In Brazil, reform-minded Fernando Henrique Cardoso, who as finance minister was credited with bringing the country’s monthly inflation rate down to 2% from 45%, claimed the presidency in last year’s national election. And Panama elected a new president in 1994, millionaire businessman Ernesto Perez Balladares. Other presidents elected last year included Armando Calderon Sol in El Salvador, Ernesto Samper in Colombia and Julio Sanguinetti in Uruguay. Neighboring countries Ecuador and Peru nearly went to war early this year over a disputed jungle border area. Three weeks of fighting claimed the lives of soldiers on both sides before a new peace treaty was drawn up.
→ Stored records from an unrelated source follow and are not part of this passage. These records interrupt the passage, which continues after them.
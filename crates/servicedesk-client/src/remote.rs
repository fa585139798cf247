use std::time::Duration;

use async_trait::async_trait;
use reqwest::StatusCode;
use serde::Serialize;
use thiserror::Error;
use uuid::Uuid;

use servicedesk_domain::{Category, RecordId, RequestFields, SupportRequest};

use crate::backend::{BackendError, MutationKind, RequestBackend};

pub const DEFAULT_FETCH_ATTEMPTS: usize = 2;

const REQUESTS_PATH: &str = "/support-requests/";
const CATEGORIES_PATH: &str = "/support-requests/categories/";
const REQUEST_ID_HEADER: &str = "x-request-id";

/// Transport-level failure before it is mapped onto the backend taxonomy.
#[derive(Debug, Error)]
pub enum HttpError {
    #[error("request failed: {message}")]
    Request { message: String },
    #[error("response read failed: {message}")]
    Read { message: String },
    #[error("http {status}: {body}")]
    Http { status: u16, body: String },
    #[error("json decode failed: {message}")]
    Decode { message: String },
}

/// HTTP adapter for the support-requests API.
///
/// Reads are retried once on transport failure; writes are sent exactly once
/// so a flaky connection cannot double-create a record.
#[derive(Debug, Clone)]
pub struct RemoteBackend {
    base_url: String,
    timeout: Duration,
    fetch_attempts: usize,
    http: reqwest::Client,
}

/// Write payload as the API expects it. The category selection is sent as a
/// JSON number whenever it parses as one.
#[derive(Debug, Serialize)]
struct RequestBody<'a> {
    name: &'a str,
    email: &'a str,
    category_id: RecordId,
    description: &'a str,
}

impl<'a> RequestBody<'a> {
    fn from_fields(fields: &'a RequestFields) -> Self {
        Self {
            name: &fields.name,
            email: &fields.email,
            category_id: RecordId::parse(&fields.category),
            description: &fields.description,
        }
    }
}

impl RemoteBackend {
    #[must_use]
    pub fn new(base_url: impl Into<String>, timeout: Duration) -> Self {
        Self {
            base_url: base_url.into().trim_end_matches('/').to_string(),
            timeout,
            fetch_attempts: DEFAULT_FETCH_ATTEMPTS,
            http: reqwest::Client::new(),
        }
    }

    #[must_use]
    pub fn endpoint(&self, path: &str) -> String {
        format!("{}{path}", self.base_url)
    }

    #[must_use]
    pub fn request_path(id: &RecordId) -> String {
        format!("{REQUESTS_PATH}{id}")
    }

    async fn get_json<T>(&self, path: &str) -> Result<T, HttpError>
    where
        T: for<'de> serde::Deserialize<'de>,
    {
        let url = self.endpoint(path);
        let mut last_error = HttpError::Request {
            message: "request not attempted".to_string(),
        };
        for _ in 0..self.fetch_attempts.max(1) {
            match self
                .http
                .get(url.as_str())
                .header(REQUEST_ID_HEADER, request_id())
                .timeout(self.timeout)
                .send()
                .await
            {
                Ok(response) => return decode_json(response).await,
                Err(error) => {
                    last_error = HttpError::Request {
                        message: error.to_string(),
                    };
                }
            }
        }
        Err(last_error)
    }

    async fn post_json<T, B>(&self, path: &str, body: &B) -> Result<T, HttpError>
    where
        T: for<'de> serde::Deserialize<'de>,
        B: Serialize + ?Sized,
    {
        let response = self
            .http
            .post(self.endpoint(path))
            .header(REQUEST_ID_HEADER, request_id())
            .timeout(self.timeout)
            .json(body)
            .send()
            .await
            .map_err(|error| HttpError::Request {
                message: error.to_string(),
            })?;
        decode_json(response).await
    }

    async fn put_json<T, B>(&self, path: &str, body: &B) -> Result<T, HttpError>
    where
        T: for<'de> serde::Deserialize<'de>,
        B: Serialize + ?Sized,
    {
        let response = self
            .http
            .put(self.endpoint(path))
            .header(REQUEST_ID_HEADER, request_id())
            .timeout(self.timeout)
            .json(body)
            .send()
            .await
            .map_err(|error| HttpError::Request {
                message: error.to_string(),
            })?;
        decode_json(response).await
    }

    async fn delete_path(&self, path: &str) -> Result<(), HttpError> {
        let response = self
            .http
            .delete(self.endpoint(path))
            .header(REQUEST_ID_HEADER, request_id())
            .timeout(self.timeout)
            .send()
            .await
            .map_err(|error| HttpError::Request {
                message: error.to_string(),
            })?;
        let status = response.status();
        if status.is_success() {
            return Ok(());
        }
        let bytes = response.bytes().await.map_err(|error| HttpError::Read {
            message: error.to_string(),
        })?;
        Err(http_error(status, &bytes))
    }
}

#[async_trait]
impl RequestBackend for RemoteBackend {
    async fn fetch_categories(&self) -> Result<Vec<Category>, BackendError> {
        self.get_json(CATEGORIES_PATH)
            .await
            .map_err(|error| BackendError::category_load(error.to_string()))
    }

    async fn fetch_requests(&self) -> Result<Vec<SupportRequest>, BackendError> {
        self.get_json(REQUESTS_PATH)
            .await
            .map_err(|error| BackendError::fetch(error.to_string()))
    }

    async fn create(&self, fields: &RequestFields) -> Result<SupportRequest, BackendError> {
        self.post_json(REQUESTS_PATH, &RequestBody::from_fields(fields))
            .await
            .map_err(|error| BackendError::persistence(MutationKind::Create, error.to_string()))
    }

    async fn update(
        &self,
        id: &RecordId,
        fields: &RequestFields,
    ) -> Result<SupportRequest, BackendError> {
        self.put_json(
            Self::request_path(id).as_str(),
            &RequestBody::from_fields(fields),
        )
        .await
        .map_err(|error| BackendError::persistence(MutationKind::Update, error.to_string()))
    }

    async fn delete(&self, id: &RecordId) -> Result<(), BackendError> {
        self.delete_path(Self::request_path(id).as_str())
            .await
            .map_err(|error| BackendError::persistence(MutationKind::Delete, error.to_string()))
    }
}

async fn decode_json<T>(response: reqwest::Response) -> Result<T, HttpError>
where
    T: for<'de> serde::Deserialize<'de>,
{
    let status = response.status();
    let bytes = response.bytes().await.map_err(|error| HttpError::Read {
        message: error.to_string(),
    })?;
    if !status.is_success() {
        return Err(http_error(status, &bytes));
    }
    serde_json::from_slice::<T>(&bytes).map_err(|error| HttpError::Decode {
        message: error.to_string(),
    })
}

fn http_error(status: StatusCode, body: &[u8]) -> HttpError {
    let body = String::from_utf8_lossy(body);
    let body = body.trim();
    HttpError::Http {
        status: status.as_u16(),
        body: if body.is_empty() { "<empty>" } else { body }.to_string(),
    }
}

fn request_id() -> String {
    format!("req_{}", Uuid::new_v4().simple())
}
Four nations — Brazil, Chile, Argentina and the U.S. — mediated the peace accord as guarantors of a 1942 treaty which was supposed to have settled the dispute (the focus of which was an 80-km unmarked stretch of the 1,610-km-long border).
On the “free trade” front, Chile has become the front-runner to join NAFTA; Canada favors expanding NAFTA, but the U.S. appears split over the idea. Chile has also initiated discussions towards playing an active role in the major South American trading bloc known as Mercosur (comprising Brazil, Argentina, Paraguay and Uruguay). Reaching a final accord last year on a free-trade agreement of their own were Mexico, Colombia and Venezuela. Cuba remains the odd-nation-out as far as the U.S. is concerned; the latter’s decades-old embargo continues. Canada has diplomatic relations with Cuba and is opposed to the U.S. embargo.